**YOUR GOAL**
Say how many lines in the entries contain "stdin", giving only the number.

**DATA FOR THIS TASK**
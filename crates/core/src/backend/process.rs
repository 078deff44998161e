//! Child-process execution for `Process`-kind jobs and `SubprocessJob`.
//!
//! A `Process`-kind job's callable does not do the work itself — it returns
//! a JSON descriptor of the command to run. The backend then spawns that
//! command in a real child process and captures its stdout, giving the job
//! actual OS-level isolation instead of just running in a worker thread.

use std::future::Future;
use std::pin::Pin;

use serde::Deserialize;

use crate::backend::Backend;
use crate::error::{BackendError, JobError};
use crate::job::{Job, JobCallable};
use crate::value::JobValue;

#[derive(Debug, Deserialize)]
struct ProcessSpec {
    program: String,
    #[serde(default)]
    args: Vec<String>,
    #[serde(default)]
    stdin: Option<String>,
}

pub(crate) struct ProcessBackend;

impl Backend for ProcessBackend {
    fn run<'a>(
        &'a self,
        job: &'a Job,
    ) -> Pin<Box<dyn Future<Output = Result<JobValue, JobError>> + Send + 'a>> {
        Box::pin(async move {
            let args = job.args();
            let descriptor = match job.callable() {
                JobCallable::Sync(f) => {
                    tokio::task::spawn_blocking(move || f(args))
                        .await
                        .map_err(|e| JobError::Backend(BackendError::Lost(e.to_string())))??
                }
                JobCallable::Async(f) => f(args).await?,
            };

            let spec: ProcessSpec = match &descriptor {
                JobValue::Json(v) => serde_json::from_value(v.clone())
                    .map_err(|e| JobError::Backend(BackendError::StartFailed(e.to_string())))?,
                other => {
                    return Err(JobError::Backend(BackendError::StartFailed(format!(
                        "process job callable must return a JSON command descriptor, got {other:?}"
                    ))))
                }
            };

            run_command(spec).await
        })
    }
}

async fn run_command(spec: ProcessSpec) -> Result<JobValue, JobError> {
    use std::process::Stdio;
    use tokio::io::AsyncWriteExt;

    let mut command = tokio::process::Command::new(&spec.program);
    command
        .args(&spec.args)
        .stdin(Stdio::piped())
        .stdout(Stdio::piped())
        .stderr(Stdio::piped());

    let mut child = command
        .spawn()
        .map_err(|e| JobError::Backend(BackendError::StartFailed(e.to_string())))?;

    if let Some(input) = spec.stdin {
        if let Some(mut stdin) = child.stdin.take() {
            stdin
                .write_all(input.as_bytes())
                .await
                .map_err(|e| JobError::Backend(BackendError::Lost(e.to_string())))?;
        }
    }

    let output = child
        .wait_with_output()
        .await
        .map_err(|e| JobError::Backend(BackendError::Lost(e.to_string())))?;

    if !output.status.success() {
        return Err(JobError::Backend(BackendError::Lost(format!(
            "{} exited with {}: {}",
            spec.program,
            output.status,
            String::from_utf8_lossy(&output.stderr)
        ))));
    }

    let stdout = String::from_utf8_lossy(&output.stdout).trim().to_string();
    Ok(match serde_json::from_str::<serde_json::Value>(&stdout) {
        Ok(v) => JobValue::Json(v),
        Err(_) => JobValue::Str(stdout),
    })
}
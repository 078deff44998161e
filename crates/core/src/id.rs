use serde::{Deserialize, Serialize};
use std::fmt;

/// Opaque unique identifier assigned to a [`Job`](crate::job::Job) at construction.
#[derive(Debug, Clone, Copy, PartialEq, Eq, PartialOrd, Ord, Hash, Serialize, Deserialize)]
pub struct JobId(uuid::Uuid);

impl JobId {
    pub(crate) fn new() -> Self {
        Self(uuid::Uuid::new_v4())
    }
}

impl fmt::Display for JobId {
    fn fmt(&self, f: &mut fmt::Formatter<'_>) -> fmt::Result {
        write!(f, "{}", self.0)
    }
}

**TASK RESULT**
5